Recently the economics blogosphere has been discussing why firms are willing to pay significant amounts of money for the advice of recent college graduates at consultancy firms. The consensus seems to be that management uses consultancy firms to justify decisions they have already made.

This discussion got me thinking about the mismanagement of firms. I keep hearing, from various sources, about how poorly many firms are run in the real world. There is a whole field in economics called the theory of the firm taking on the issue of why firms exist, and why they cannot maximize profits (essentially, people working at firms don't like doing work--surprise!). Thinking about my I/O and trade research, I always take firms to be black boxes which maximize profits. In light of real world anecdotes and the theory of the firm, this assumption doesn't seem very attractive even as an approximation.

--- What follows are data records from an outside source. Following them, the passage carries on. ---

//! Pseudo-HTML labels.
//!
//! Template labels may carry a small set of tags: `<b>`, `<i>`, `<u>`, plus
//! any tag contributed by a [`ParsePlugin`], such as `<ins>` which splices in
//! a property of the option selected by an enclosing list.
//!
//! ```rust
//! use importtpl::rich_text::parse_pseudo_html;
//! use importtpl::data::CellText;
//!
//! let text = parse_pseudo_html("Select <b>Yes</b> or <b>No</b>", &[]);
//! let CellText::Rich { rich_text } = text else { panic!() };
//! assert_eq!(rich_text.len(), 4);
//! assert!(rich_text[1].font.bold);
//! ```

use std::sync::LazyLock;

use log::warn;
use regex::Regex;

use crate::data::{CellText, ContextEntry, OptionsCatalog, RichTextRun};

/// Transforms the text runs enclosed by one tag.
pub trait ParsePlugin {
    /// Tag name without brackets, e.g. `b`.
    fn tag(&self) -> &str;

    /// Transform a run. `token` is the raw text between the tags.
    fn transform(&self, token: &str, run: RichTextRun) -> RichTextRun;
}

/// Built-in font tags.
#[derive(Debug, Clone, Copy, PartialEq, Eq)]
pub enum FontPlugin {
    Bold,
    Italic,
    Underline,
}

impl ParsePlugin for FontPlugin {
    fn tag(&self) -> &str {
        match self {
            FontPlugin::Bold => "b",
            FontPlugin::Italic => "i",
            FontPlugin::Underline => "u",
        }
    }

    fn transform(&self, _token: &str, mut run: RichTextRun) -> RichTextRun {
        match self {
            FontPlugin::Bold => run.font.bold = true,
            FontPlugin::Italic => run.font.italic = true,
            FontPlugin::Underline => run.font.underline = true,
        }
        run
    }
}

/// `<ins>optionField.valueField</ins>` placeholder.
///
/// Resolves to the `valueField` property of the option selected for
/// `optionField` by the closest enclosing list, or to nothing.
pub struct InsPlugin<'a> {
    catalog: &'a OptionsCatalog,
    context: &'a [ContextEntry],
}

impl<'a> InsPlugin<'a> {
    pub fn new(catalog: &'a OptionsCatalog, context: &'a [ContextEntry]) -> Self {
        Self { catalog, context }
    }

    fn resolve(&self, token: &str) -> Option<String> {
        let mut parts = token.split('.');
        let option_field = parts.next()?;
        let value_field = parts.next()?;

        let selected = self.context.iter().rev().find(|c| c.field == option_field)?;
        let option = self
            .catalog
            .get(option_field)?
            .iter()
            .find(|o| o.key.to_string() == selected.key)?;
        option.property(value_field)
    }
}

impl ParsePlugin for InsPlugin<'_> {
    fn tag(&self) -> &str {
        "ins"
    }

    fn transform(&self, token: &str, mut run: RichTextRun) -> RichTextRun {
        run.text = self.resolve(token).unwrap_or_default();
        run
    }
}

static FONT_PLUGINS: [FontPlugin; 3] = [FontPlugin::Bold, FontPlugin::Italic, FontPlugin::Underline];

fn tag_pattern(plugins: &[&dyn ParsePlugin]) -> Result<Regex, regex::Error> {
    let supported = plugins
        .iter()
        .map(|p| regex::escape(p.tag()))
        .collect::<Vec<_>>()
        .join("|");
    Regex::new(&format!("</?(?:{supported})>"))
}

static FONT_TAGS: LazyLock<Regex> =
    LazyLock::new(|| Regex::new("</?(?:b|i|u)>").expect("valid tag pattern"));

static FONT_AND_INS_TAGS: LazyLock<Regex> =
    LazyLock::new(|| Regex::new("</?(?:b|i|u|ins)>").expect("valid tag pattern"));

enum Token<'s> {
    Open(&'s str),
    Close,
    Text(&'s str),
}

fn tokenize<'s>(value: &'s str, tag_regex: &Regex) -> Vec<Token<'s>> {
    let mut tokens = Vec::new();
    let mut last = 0;
    for m in tag_regex.find_iter(value) {
        tokens.push(Token::Text(&value[last..m.start()]));
        let tag = m.as_str();
        if tag.starts_with("</") {
            tokens.push(Token::Close);
        } else {
            tokens.push(Token::Open(&tag[1..tag.len() - 1]));
        }
        last = m.end();
    }
    tokens.push(Token::Text(&value[last..]));
    tokens
}

/// Convert a pseudo-HTML string into cell text.
///
/// Strings without any known tag stay plain. Closing tags pop the most
/// recent open tag regardless of name. Empty runs are dropped.
pub fn parse_pseudo_html(value: &str, extra_plugins: &[&dyn ParsePlugin]) -> CellText {
    let plugins: Vec<&dyn ParsePlugin> = FONT_PLUGINS
        .iter()
        .map(|p| p as &dyn ParsePlugin)
        .chain(extra_plugins.iter().copied())
        .collect();

    let extra_tags: Vec<&str> = extra_plugins.iter().map(|p| p.tag()).collect();
    let built;
    let tag_regex: &Regex = match extra_tags.as_slice() {
        [] => &*FONT_TAGS,
        ["ins"] => &*FONT_AND_INS_TAGS,
        _ => match tag_pattern(&plugins) {
            Ok(re) => {
                built = re;
                &built
            }
            Err(e) => {
                warn!("cannot build tag pattern, keeping `{value}` as plain text: {e}");
                return CellText::Plain(value.to_string());
            }
        },
    };

    if !tag_regex.is_match(value) {
        return CellText::Plain(value.to_string());
    }

    let mut stack: Vec<&str> = Vec::new();
    let mut rich_text = Vec::new();
    for token in tokenize(value, tag_regex) {
        match token {
            Token::Open(tag) => stack.push(tag),
            Token::Close => {
                stack.pop();
            }
            Token::Text(text) => {
                let run = plugins
                    .iter()
                    .filter(|p| stack.iter().any(|t| *t == p.tag()))
                    .fold(RichTextRun::new(text), |run, p| p.transform(text, run));
                if !run.text.is_empty() {
                    rich_text.push(run);
                }
            }
        }
    }

    CellText::Rich { rich_text }
}
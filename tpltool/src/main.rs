use std::path::PathBuf;

use clap::{Parser, Subcommand, ValueEnum};
use importtpl::TemplateDescription;
use log::LevelFilter;
use tpltool::{ctx::AppContext, outline};

/// Spreadsheet import template tool
#[derive(Parser, Debug)]
#[command(name = "tpltool", version, about, long_about = None)]
struct Cli {
    /// Enable debug logging
    #[arg(long, global = true)]
    debug: bool,

    #[command(subcommand)]
    command: Command,
}

#[derive(Subcommand, Debug)]
enum Command {
    /// Flatten a template description into template rows
    Fields {
        /// Template description (.json or .toml)
        #[arg(short, long, value_name = "FILE")]
        description: PathBuf,

        /// Output format
        #[arg(short, long, value_enum, default_value_t = Format::Json)]
        format: Format,
    },
    /// Rebuild the nested value from flat answers
    Values {
        /// Template description (.json or .toml)
        #[arg(short, long, value_name = "FILE")]
        description: PathBuf,

        /// Answers file; defaults to `<description>-answers.<ext>`
        #[arg(short, long, value_name = "FILE")]
        answers: Option<PathBuf>,

        /// Do not attach a `client_id` to list rows
        #[arg(long)]
        no_client_id: bool,

        /// Pretty-print the JSON output
        #[arg(long)]
        pretty: bool,
    },
    /// Validate a template description
    Check {
        /// Template description (.json or .toml)
        #[arg(short, long, value_name = "FILE")]
        description: PathBuf,
    },
    /// Print the JSON Schema of the template description format
    Schema,
}

#[derive(ValueEnum, Clone, Copy, Debug)]
enum Format {
    Json,
    Outline,
}

fn to_json(value: &impl serde::Serialize, pretty: bool) -> anyhow::Result<String> {
    let s = if pretty {
        serde_json::to_string_pretty(value)?
    } else {
        serde_json::to_string(value)?
    };
    Ok(s)
}

#[tokio::main]
async fn main() -> anyhow::Result<()> {
    let cli = Cli::parse();

    let level = if cli.debug {
        LevelFilter::Debug
    } else {
        LevelFilter::Info
    };
    env_logger::Builder::new()
        .filter_level(level)
        .parse_default_env()
        .init();

    match cli.command {
        Command::Fields {
            description,
            format,
        } => {
            let mut ctx = AppContext::new(description, cli.debug);
            ctx.load_description().await?;
            let fields = ctx.fields()?;
            match format {
                Format::Json => println!("{}", to_json(&fields, true)?),
                Format::Outline => outline::print(&fields, ctx.debug),
            }
        }
        Command::Values {
            description,
            answers,
            no_client_id,
            pretty,
        } => {
            let mut ctx = AppContext::new(description, cli.debug);
            ctx.paths.answers = answers;
            ctx.load_description().await?;
            let value = ctx.values(!no_client_id).await?;
            println!("{}", to_json(&value, pretty)?);
        }
        Command::Check { description } => {
            let mut ctx = AppContext::new(description, cli.debug);
            ctx.load_description().await?;
            ctx.print_summary()?;
        }
        Command::Schema => {
            let schema = schemars::schema_for!(TemplateDescription);
            println!("{}", to_json(&schema, true)?);
        }
    }

    Ok(())
}
use std::{
    collections::HashMap,
    fs,
    path::{Path, PathBuf},
};

use anyhow::{Context, bail};
use log::debug;
use schemars::JsonSchema;
use serde::{Deserialize, Serialize, de::DeserializeOwned};

use crate::data::{
    error::TemplateError,
    options::OptionsCatalog,
    schema::TemplateSchema,
};

/// A self-contained import template: schema, option catalog and metadata.
///
/// Stored as JSON or TOML; the format is chosen by file extension.
#[derive(Debug, Clone, Serialize, Deserialize, JsonSchema, PartialEq)]
#[serde(rename_all = "camelCase")]
pub struct TemplateDescription {
    /// Application that owns the template.
    pub application: String,
    /// Template identifier, e.g. `dref-application`.
    pub template_name: String,
    /// Free-form metadata carried alongside the template.
    #[serde(default)]
    pub meta: serde_json::Map<String, serde_json::Value>,
    pub schema: TemplateSchema,
    pub options_map: OptionsCatalog,
    /// Spreadsheet tab for each top-level field.
    #[serde(default)]
    pub field_name_to_tab_name_map: HashMap<String, String>,
}

/// Derive the default answers path for a description path.
///
/// `dref.json` becomes `dref-answers.json`.
pub fn default_answers_by_description(description: &Path) -> PathBuf {
    let stem = description
        .file_stem()
        .map(|s| s.to_string_lossy().to_string())
        .unwrap_or_default();
    let ext = description
        .extension()
        .map(|s| s.to_string_lossy().to_string())
        .unwrap_or_else(|| "json".to_string());

    let name = format!("{stem}-answers.{ext}");
    match description.parent() {
        Some(parent) => parent.join(name),
        None => PathBuf::from(name),
    }
}

/// Parse `content` as JSON or TOML according to `ext`.
pub fn parse_by_ext<T: DeserializeOwned>(content: &str, ext: &str) -> anyhow::Result<T> {
    let value = match ext {
        "json" => serde_json::from_str(content)?,
        "toml" => toml::from_str(content)?,
        _ => bail!("Unsupported file extension: {ext:?}"),
    };
    Ok(value)
}

/// File extension of `path`, or an empty string.
pub fn extension_of(path: &Path) -> &str {
    path.extension().and_then(|s| s.to_str()).unwrap_or("")
}

impl TemplateDescription {
    /// Load a description from a `.json` or `.toml` file.
    pub fn from_path(path: impl AsRef<Path>) -> anyhow::Result<Self> {
        let path = path.as_ref();
        if !path.exists() {
            bail!("Template description does not exist: {}", path.display());
        }
        let content = fs::read_to_string(path)
            .with_context(|| format!("Failed to read {}", path.display()))?;
        Self::from_str_with_ext(&content, extension_of(path))
            .with_context(|| format!("Failed to parse {}", path.display()))
    }

    /// Parse a description already loaded into memory.
    pub fn from_str_with_ext(content: &str, ext: &str) -> anyhow::Result<Self> {
        let desc: Self = parse_by_ext(content, ext)?;
        debug!(
            "loaded template `{}` with {} option lists",
            desc.template_name,
            desc.options_map.len()
        );
        Ok(desc)
    }

    /// Check the catalog, the schema against it, and the tab mapping.
    pub fn validate(&self) -> Result<(), TemplateError> {
        crate::validate::validate_catalog(&self.options_map)?;
        crate::validate::validate_schema(&self.schema, &self.options_map)?;

        if let TemplateSchema::Object(obj) = &self.schema {
            let mut tab_fields: Vec<_> = self.field_name_to_tab_name_map.keys().collect();
            tab_fields.sort();
            for field in tab_fields {
                if !obj.fields.contains_key(field) {
                    return Err(TemplateError::UnknownTabField {
                        field: field.clone(),
                    });
                }
            }
        }
        Ok(())
    }

    /// Tab a top-level field belongs to.
    ///
    /// `name` may be any combined key; its first segment picks the tab.
    pub fn tab_of(&self, name: &str) -> Option<&str> {
        let root = name.split(crate::key::KEY_SEPARATOR).next()?;
        self.field_name_to_tab_name_map.get(root).map(String::as_str)
    }
}

#[cfg(test)]
mod tests {
    use std::io::Write;

    use super::*;

    const DESC_JSON: &str = r#"{
        "application": "ifrc-go",
        "templateName": "dref-application",
        "meta": { "version": 2 },
        "schema": {
            "type": "object",
            "fields": {
                "title": { "type": "input", "label": "Title", "validation": "string" },
                "is_man_made_event": {
                    "type": "select",
                    "label": "Man made?",
                    "validation": "boolean",
                    "optionsKey": "__boolean"
                }
            }
        },
        "optionsMap": {
            "__boolean": [ { "key": true, "label": "Yes" }, { "key": false, "label": "No" } ]
        },
        "fieldNameToTabNameMap": { "title": "Overview", "is_man_made_event": "Event" }
    }"#;

    const DESC_TOML: &str = r#"
application = "ifrc-go"
templateName = "dref-application"

[schema]
type = "object"

[schema.fields.title]
type = "input"
label = "Title"
validation = "string"

[[optionsMap.__boolean]]
key = true
label = "Yes"

[[optionsMap.__boolean]]
key = false
label = "No"
"#;

    #[test]
    fn test_answers_default() {
        let path = default_answers_by_description(Path::new("dref.json"));
        assert_eq!(path, PathBuf::from("dref-answers.json"));
        let path = default_answers_by_description(Path::new("/tmp/a/dref.toml"));
        assert_eq!(path, PathBuf::from("/tmp/a/dref-answers.toml"));
    }

    #[test]
    fn test_load_json_and_validate() {
        let desc = TemplateDescription::from_str_with_ext(DESC_JSON, "json").unwrap();
        assert_eq!(desc.template_name, "dref-application");
        assert_eq!(desc.options_map["__boolean"].len(), 2);
        assert_eq!(desc.tab_of("title"), Some("Overview"));
        assert_eq!(desc.tab_of("unknown__x"), None);
        desc.validate().unwrap();
    }

    #[test]
    fn test_load_toml_file() {
        let mut file = tempfile::Builder::new().suffix(".toml").tempfile().unwrap();
        file.write_all(DESC_TOML.as_bytes()).unwrap();

        let desc = TemplateDescription::from_path(file.path()).unwrap();
        assert!(desc.meta.is_empty());
        assert!(desc.field_name_to_tab_name_map.is_empty());
        desc.validate().unwrap();
    }

    #[test]
    fn test_unsupported_extension() {
        let err = TemplateDescription::from_str_with_ext(DESC_JSON, "yaml").unwrap_err();
        assert!(err.to_string().contains("yaml"));
        assert!(TemplateDescription::from_path("/nonexistent/desc.json").is_err());
    }

    #[test]
    fn test_unknown_tab_field() {
        let mut desc = TemplateDescription::from_str_with_ext(DESC_JSON, "json").unwrap();
        desc.field_name_to_tab_name_map
            .insert("missing".into(), "Overview".into());
        assert_eq!(
            desc.validate(),
            Err(TemplateError::UnknownTabField {
                field: "missing".into()
            })
        );
    }
}
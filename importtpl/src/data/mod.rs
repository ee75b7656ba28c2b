//! Template data structures.
//!
//! This module provides the types the two template walkers operate on:
//!
//! - The template schema describing the shape of the form value
//! - The options catalog referenced by `select` and `list` nodes
//! - The flat field descriptors produced for spreadsheet generation
//! - The template description document bundling schema and catalog
//!
//! ## Architecture
//!
//! - [`schema`] - Template schema nodes
//! - [`options`] - Options catalog and option keys
//! - [`field`] - Flat template field descriptors
//! - [`description`] - Template description loading
//! - [`error`] - Error types

/// Template description document and file loading.
pub mod description;

/// Error types for template operations.
pub mod error;

/// Flat template field descriptors.
pub mod field;

/// Options catalog and option keys.
pub mod options;

/// Template schema node definitions.
pub mod schema;

pub use description::TemplateDescription;
pub use error::TemplateError;
pub use field::{
    CellText, ContextEntry, DataValidation, Font, HeadingField, InputTemplateField,
    RichTextRun, TemplateField,
};
pub use options::{KeyKind, OptionKey, OptionsCatalog, TemplateOption};
pub use schema::{InputField, ListField, ObjectField, SelectField, TemplateSchema, Validation};
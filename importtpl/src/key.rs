//! Combined keys.
//!
//! A combined key addresses one schema position, e.g.
//! `source_information__source__0__source_link`. The flattener names rows
//! with it and the unflattener reads answers by it, so both must derive it
//! through [`combine`].

/// Separator between key segments.
pub const KEY_SEPARATOR: &str = "__";

/// Join `key` below `parent`. Root keys have no parent.
pub fn combine(key: impl std::fmt::Display, parent: Option<&str>) -> String {
    match parent {
        None => key.to_string(),
        Some(parent) => format!("{parent}{KEY_SEPARATOR}{key}"),
    }
}

#[cfg(test)]
mod tests {
    use super::*;
    use crate::data::OptionKey;

    #[test]
    fn test_combine() {
        assert_eq!(combine("title", None), "title");
        assert_eq!(combine("title", Some("event")), "event__title");
        assert_eq!(combine(3, Some("list")), "list__3");
        assert_eq!(combine(true, Some("flag")), "flag__true");
        assert_eq!(
            combine(OptionKey::from("source__0"), Some("source_information")),
            "source_information__source__0"
        );
    }

    #[test]
    fn test_combine_empty_parent_is_still_a_parent() {
        assert_eq!(combine("a", Some("")), "__a");
    }
}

This problem runs a nice parallel with the insights of behavioral economics. Years of experiments, both in the laboratory and in the real world, have shown that people do not maximize well defined preferences. However, most of economics marches forward modeling individuals as perfectly rational utility maximizers. The defense is usually to quote Tolstoy: "Happy families are all alike, but unhappy families are each unhappy in their own way." There is a large body of work showing how to tractably model rational individuals, but it is not clear how to even begin to model irrational behavior. Sometimes it is better to have a result built on shaky foundations rather than no result at all (or is it?).

Industrial organization people sometimes defend their modeling assumptions by positing that while people may be irrational, irrational firms will be eliminated by a competitive market. The more I hear about firm management, the less I believe that argument. As a footnote, there is a neat, fairly recent literature being built which tries to measure the extent of misallocation of resources across firms. The results still depend heavily on strong assumptions about production functions and productivity, but I think this is an important direction to be moving in.